Deploy a Cortex Mirror via URL

In this example, a mirror of a Cortex is deployed from a backup in S3 backed storage.

  1. Get a list of S3 backups from the backup service:

    storm> backup.list --s3
    ahacell-a2b3456848262e1c573fb15d7cbc267c-1666617201651.tar.gz
    cortex-27888f01eb935a3d7bcc4b53f919c55d-1666617224015.tar.gz
    maxmind-873abf0cbef27f65a35293d5170bd799-1666617212853.tar.gz
    

In this example, we will want to use the file cortex-27888f01eb935a3d7bcc4b53f919c55d-1666617224015.tar.gz.

Note

If the Cortex is not available to perform the backup.list command for you, you would need to identify the backup from the storage provider.

  1. Use the cloud storage provider to get a URL for retrieving that file from S3:

    # Example of using s3cmd to get a presigned URL
    $ s3cmd signurl s3://backup.storage.corp/cortex-27888f01eb935a3d7bcc4b53f919c55d-1666617224015.tar.gz +3600
    https://your.s3.storageprovider.com/backup.storage.corp/cortex-27888f01eb935a3d7bcc4b53f919c55d-1666617224015.tar.gz?AWSAccessKeyId=xxxx&Expires=xxxSignature=xxxx
    

    Note

    Your cloud storage provider may generate URLs which look different than the above URL. As long as the URL resolves to the backup file, that is okay.

  2. Since we are also deploying a mirror with this backup, we want to generate a mirror provisioning configuration from Aha:

    # Executing this from the Aha container
    python -m synapse.tools.aha.provision.service 02.cortex --mirror cortex
    one-time use URL: ssl://aha.synapse.corp:27272/c30e9e433514f32390f3401678702eee?certhash=6e08d8c9867dd9be60b00fd055c29ee8b8548c8e39a270315ae8cd0d0e47daf0
    
  3. Create the deployment configuration for the Mirror.
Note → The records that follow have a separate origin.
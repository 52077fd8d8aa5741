//! Engine configuration patching
//!
//! Role-specific replication parameters are plain text fragments written into
//! the engine's config store before the service starts; patches against a
//! stopped service are inert until start.
//!
//! The primary fragment is APPENDED (it coexists with base defaults), the
//! replica fragment OVERWRITES its target (replica identity is singular and
//! fixed). The asymmetry is deliberate and load-bearing: re-running the
//! replica patch is idempotent, re-running the primary patch duplicates the
//! block, so callers invoke it once per process lifetime.

use crate::error::Result;
use std::fs::OpenOptions;
use std::io::Write;
use std::path::Path;
use tracing::info;

/// Render the primary's replication fragment
fn primary_fragment(server_id: u32, database: &str) -> String {
    format!(
        "\n[mysqld]\n\
         server-id = {server_id}\n\
         log-bin = mysql-bin\n\
         binlog-do-db = {database}\n"
    )
}

/// Render the replica's replication fragment
fn replica_fragment(server_id: u32, database: &str) -> String {
    format!(
        "[mysqld]\n\
         server-id = {server_id}\n\
         relay-log = relay-bin\n\
         replicate-do-db = {database}\n\
         read_only = ON\n"
    )
}

/// Append the primary replication block to the engine config fragment
///
/// NOT idempotent: a second invocation appends a second block. The role
/// orchestrator guarantees a single invocation per bootstrap.
pub fn apply_primary_config(path: &Path, server_id: u32, database: &str) -> Result<()> {
    let mut file = OpenOptions::new().create(true).append(true).open(path)?;
    file.write_all(primary_fragment(server_id, database).as_bytes())?;
    info!(
        "Appended primary replication config (server-id {}) to {}",
        server_id,
        path.display()
    );
    Ok(())
}

/// Overwrite the engine config fragment with the replica replication block
///
/// Idempotent: the target is fully replaced on every invocation.
pub fn apply_replica_config(path: &Path, server_id: u32, database: &str) -> Result<()> {
    std::fs::write(path, replica_fragment(server_id, database))?;
    info!(
        "Wrote replica replication config (server-id {}) to {}",
        server_id,
        path.display()
    );
    Ok(())
}

/// Relax the engine's network binding so non-local connections are accepted
///
/// Rewrites every `bind-address` directive in place; appends one if the file
/// carries none (or does not exist yet).
pub fn bind_all_interfaces(path: &Path) -> Result<()> {
    let original = match std::fs::read_to_string(path) {
        Ok(text) => text,
        Err(e) if e.kind() == std::io::ErrorKind::NotFound => String::new(),
        Err(e) => return Err(e.into()),
    };

    let mut replaced = false;
    let mut lines: Vec<String> = original
        .lines()
        .map(|line| {
            if line.trim_start().starts_with("bind-address") {
                replaced = true;
                "bind-address = 0.0.0.0".to_string()
            } else {
                line.to_string()
            }
        })
        .collect();

    if !replaced {
        lines.push("bind-address = 0.0.0.0".to_string());
    }

    let mut out = lines.join("\n");
    out.push('\n');
    std::fs::write(path, out)?;
    info!("Bound engine to all interfaces in {}", path.display());
    Ok(())
}

#[cfg(test)]
mod tests {
    use super::*;

    #[test]
    fn test_primary_config_appends() {
        let dir = tempfile::tempdir().unwrap();
        let path = dir.path().join("replication.cnf");
        std::fs::write(&path, "# base defaults\n").unwrap();

        apply_primary_config(&path, 1, "appdb").unwrap();
        let text = std::fs::read_to_string(&path).unwrap();
        assert!(text.starts_with("# base defaults\n"));
        assert!(text.contains("server-id = 1"));
        assert!(text.contains("binlog-do-db = appdb"));
    }

    #[test]
    fn test_primary_config_double_apply_duplicates_block() {
        // The append asymmetry is documented behavior: two invocations must
        // yield two blocks, not one.
        let dir = tempfile::tempdir().unwrap();
        let path = dir.path().join("replication.cnf");

        apply_primary_config(&path, 1, "appdb").unwrap();
        apply_primary_config(&path, 1, "appdb").unwrap();

        let text = std::fs::read_to_string(&path).unwrap();
        assert_eq!(text.matches("server-id = 1").count(), 2);
        assert_eq!(text.matches("[mysqld]").count(), 2);
    }

    #[test]
    fn test_replica_config_overwrite_is_idempotent() {
        let dir = tempfile::tempdir().unwrap();
        let path = dir.path().join("replication.cnf");
        std::fs::write(&path, "stale content that must vanish\n").unwrap();

        apply_replica_config(&path, 2, "appdb").unwrap();
        let first = std::fs::read_to_string(&path).unwrap();
        apply_replica_config(&path, 2, "appdb").unwrap();
        let second = std::fs::read_to_string(&path).unwrap();

        assert_eq!(first, second);
        assert!(!first.contains("stale content"));
        assert!(first.contains("server-id = 2"));
        assert!(first.contains("replicate-do-db = appdb"));
        assert!(first.contains("read_only = ON"));
    }

    #[test]
    fn test_bind_all_interfaces_rewrites_existing_directive() {
        let dir = tempfile::tempdir().unwrap();
        let path = dir.path().join("mysqld.cnf");
        std::fs::write(&path, "[mysqld]\nbind-address = 127.0.0.1\nport = 3306\n").unwrap();

        bind_all_interfaces(&path).unwrap();
        let text = std::fs::read_to_string(&path).unwrap();
        assert!(text.contains("bind-address = 0.0.0.0"));
        assert!(!text.contains("127.0.0.1"));
        assert!(text.contains("port = 3306"));
    }

    #[test]
    fn test_bind_all_interfaces_appends_when_absent() {
        let dir = tempfile::tempdir().unwrap();
        let path = dir.path().join("mysqld.cnf");
        std::fs::write(&path, "[mysqld]\nport = 3306\n").unwrap();

        bind_all_interfaces(&path).unwrap();
        let text = std::fs::read_to_string(&path).unwrap();
        assert!(text.ends_with("bind-address = 0.0.0.0\n"));
    }

    #[test]
    fn test_bind_all_interfaces_creates_missing_file() {
        let dir = tempfile::tempdir().unwrap();
        let path = dir.path().join("mysqld.cnf");

        bind_all_interfaces(&path).unwrap();
        let text = std::fs::read_to_string(&path).unwrap();
        assert_eq!(text, "bind-address = 0.0.0.0\n");
    }
}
This guide assumes that you are preparing the host and service directory according to the Devops guide for the Cortex.

    version: "3.3"
    services:
      02.cortex:
        user: "999"
        image: vertexproject/synapse-cortex:v2.x.x
        network_mode: host
        restart: unless-stopped
        volumes:
            - ./storage:/vertex/storage
        environment:
            - SYN_RESTORE_HTTPS_URL=https://your.s3.storageprovider.com/backup.storage.corp/cortex-27888f01eb935a3d7bcc4b53f919c55d-1666617224015.tar.gz?AWSAccessKeyId=xxxx&Expires=xxxSignature=xxxx
            - SYN_LOG_LEVEL=DEBUG
            - SYN_CORTEX_AXON=aha://axon...
            - SYN_CORTEX_JSONSTOR=aha://jsonstor...
            - SYN_CORTEX_AHA_PROVISION=ssl://aha.synapse.corp:27272/c30e9e433514f32390f3401678702eee?certhash=6e08d8c9867dd9be60b00fd055c29ee8b8548c8e39a270315ae8cd0d0e47daf0
    
  4. Start up the service:

    docker-compose -f /srv/syn/02.cortex/docker-compose.yaml pull
    docker-compose -f /srv/syn/02.cortex/docker-compose.yaml up -d
    
  5. When reviewing the container logs, it should show the Cortex pulling down the backup and starting up, then contacting the provisioning service for new service information. This should be similar to the previous examples:

    $ docker-compose logs -f
    
  6. Remove the SYN_RESTORE_HTTPS_URL and SYN_CORTEX_AHA_PROVISION environment variables from the service configuration, since they are no longer needed. The previous docker compose example would look like the following:

    version: "3.3"
    services:
      00.cortex:
        user: "999"
        image: vertexproject/synapse-cortex:v2.x.x
        network_mode: host
        restart: unless-stopped
        volumes:
            - ./storage:/vertex/storage
        environment:
            - SYN_LOG_LEVEL=DEBUG
            - SYN_CORTEX_AXON=aha://axon...
            - SYN_CORTEX_JSONSTOR=aha://jsonstor...
    

Use a Custom Location for the Local Filesystem Backend

By default backups will be stored locally in ./backups in the service storage directory. The backup:dir configuration option can be used to specify an alternate location.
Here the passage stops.